PROBLEM TO SOLVE: Whenever a line in the entries below contains "expected", copy that line.

(Saved data entries)
▬▬▬▬▬▬
//! Declared tool parameters and the argument maps supplied at call time.

use std::collections::BTreeMap;

use serde::Deserialize;
use serde::Serialize;
use serde_json::Value;

/// Arguments for one call, keyed by parameter name.
pub type Args = serde_json::Map<String, Value>;

/// Parameter declarations for one tool, keyed by name.
pub type ParamSchema = BTreeMap<String, ParamSpec>;

#[derive(Clone, Copy, Debug, PartialEq, Eq)]
pub enum ParamType {
    String,
    /// `number` and `integer` are both carried as doubles.
    Number,
    Boolean,
}

impl ParamType {
    pub fn parse(name: &str) -> Option<Self> {
        match name {
            "" | "string" => Some(ParamType::String),
            "number" | "integer" => Some(ParamType::Number),
            "boolean" | "bool" => Some(ParamType::Boolean),
            _ => None,
        }
    }

    /// Value bound for a declared parameter the caller left out.
    pub fn zero_value(self) -> Value {
        match self {
            ParamType::String => Value::String(String::new()),
            ParamType::Number => Value::from(0.0),
            ParamType::Boolean => Value::Bool(false),
        }
    }

    /// Converts a textual argument, such as one typed on a command line, to
    /// a value of this type. Strings are taken verbatim.
    pub fn parse_text(self, raw: &str) -> Result<Value, String> {
        match self {
            ParamType::String => Ok(Value::String(raw.to_string())),
            ParamType::Number => {
                let trimmed = raw.trim();
                if let Ok(i) = trimmed.parse::<i64>() {
                    return Ok(Value::from(i));
                }
                match trimmed.parse::<f64>() {
                    Ok(f) if f.is_finite() => Ok(Value::from(f)),
                    _ => Err(format!("expected a number, got {raw:?}")),
                }
            }
            ParamType::Boolean => raw
                .trim()
                .parse::<bool>()
                .map(Value::Bool)
                .map_err(|_| format!("expected true or false, got {raw:?}")),
        }
    }

    /// Name used in the JSON schema advertised to callers.
    pub fn json_schema_type(self) -> &'static str {
        match self {
            ParamType::String => "string",
            ParamType::Number => "number",
            ParamType::Boolean => "boolean",
        }
    }
}

#[derive(Debug, Clone, Default, Deserialize, Serialize, PartialEq)]
pub struct ParamSpec {
    /// Declared type name. Kept as text so an unsupported type can be
    /// reported by the constraint compiler with context.
    #[serde(rename = "type", default)]
    pub kind: String,

    #[serde(default)]
    pub description: String,

    #[serde(default)]
    pub required: bool,

    #[serde(default, skip_serializing_if = "Option::is_none")]
    pub default: Option<Value>,
}

impl ParamSpec {
    pub fn param_type(&self) -> Option<ParamType> {
        ParamType::parse(&self.kind)
    }
}

/// Fills in declared defaults for parameters that are absent or null.
pub fn apply_defaults(schema: &ParamSchema, args: &mut Args) {
    for (name, spec) in schema {
        let Some(default) = &spec.default else {
            continue;
        };
        let missing = matches!(args.get(name), None | Some(Value::Null));
        if missing {
            args.insert(name.clone(), default.clone());
        }
    }
}

/// Returns a copy of `args` in which every declared parameter is present,
/// using the zero value of its type where the caller supplied nothing.
pub fn with_zero_values(schema: &ParamSchema, args: &Args) -> Args {
    let mut effective = args.clone();
    for (name, spec) in schema {
        let missing = matches!(effective.get(name), None | Some(Value::Null));
        if missing {
            let zero = spec
                .param_type()
                .map(ParamType::zero_value)
                .unwrap_or(Value::Null);
            effective.insert(name.clone(), zero);
        }
    }
    effective
}

/// Renders the declared arguments as `name=value` pairs for diagnostics.
pub fn describe_args(schema: &ParamSchema, args: &Args) -> String {
    schema
        .keys()
        .map(|name| {
            let value = match args.get(name) {
                Some(Value::String(s)) => format!("{s:?}"),
                Some(other) => other.to_string(),
                None => "null".to_string(),
            };
            format!("{name}={value}")
        })
        .collect::<Vec<_>>()
        .join(", ")
}

#[cfg(test)]
mod tests {
    use super::*;
    use pretty_assertions::assert_eq;
    use serde_json::json;

    fn schema() -> ParamSchema {
        let mut schema = ParamSchema::new();
        schema.insert(
            "name".to_string(),
            ParamSpec {
                kind: "string".to_string(),
                required: true,
                ..Default::default()
            },
        );
        schema.insert(
            "count".to_string(),
            ParamSpec {
                kind: "integer".to_string(),
                default: Some(json!(3)),
                ..Default::default()
            },
        );
        schema.insert(
            "verbose".to_string(),
            ParamSpec {
                kind: "boolean".to_string(),
                ..Default::default()
            },
        );
        schema
    }

    #[test]
    fn zero_values_fill_missing_parameters() {
        let args = Args::new();
        let effective = with_zero_values(&schema(), &args);
        assert_eq!(effective.get("name"), Some(&json!("")));
        assert_eq!(effective.get("count"), Some(&json!(0.0)));
        assert_eq!(effective.get("verbose"), Some(&json!(false)));
    }

    #[test]
    fn defaults_only_replace_absent_values() {
        let mut args = Args::new();
        apply_defaults(&schema(), &mut args);
        assert_eq!(args.get("count"), Some(&json!(3)));

        let mut args = Args::new();
        args.insert("count".to_string(), json!(7));
        apply_defaults(&schema(), &mut args);
        assert_eq!(args.get("count"), Some(&json!(7)));
    }

    #[test]
    fn describe_args_is_sorted_and_quoted() {
        let mut args = Args::new();
        args.insert("name".to_string(), json!("Alice"));
        args.insert("count".to_string(), json!(2));
        assert_eq!(
            describe_args(&schema(), &args),
            "count=2, name=\"Alice\", verbose=null"
        );
    }

    #[test]
    fn unknown_type_names_do_not_parse() {
        assert_eq!(ParamType::parse("integer"), Some(ParamType::Number));
        assert_eq!(ParamType::parse("object"), None);
    }

    #[test]
    fn text_arguments_follow_the_declared_type() {
        assert_eq!(ParamType::String.parse_text("2024"), Ok(json!("2024")));
        assert_eq!(ParamType::String.parse_text("null"), Ok(json!("null")));
        assert_eq!(ParamType::Number.parse_text("3"), Ok(json!(3)));
        assert_eq!(ParamType::Number.parse_text(" 2.5 "), Ok(json!(2.5)));
        assert_eq!(ParamType::Boolean.parse_text("true"), Ok(json!(true)));
        assert!(ParamType::Number.parse_text("three").is_err());
        assert!(ParamType::Number.parse_text("NaN").is_err());
        assert!(ParamType::Boolean.parse_text("yes").is_err());
    }
}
▬▬▬▬▬▬
RESPONSE TO THE TASK:
                    _ => Err(format!("expected a number, got {raw:?}")),
                .map_err(|_| format!("expected true or false, got {raw:?}")),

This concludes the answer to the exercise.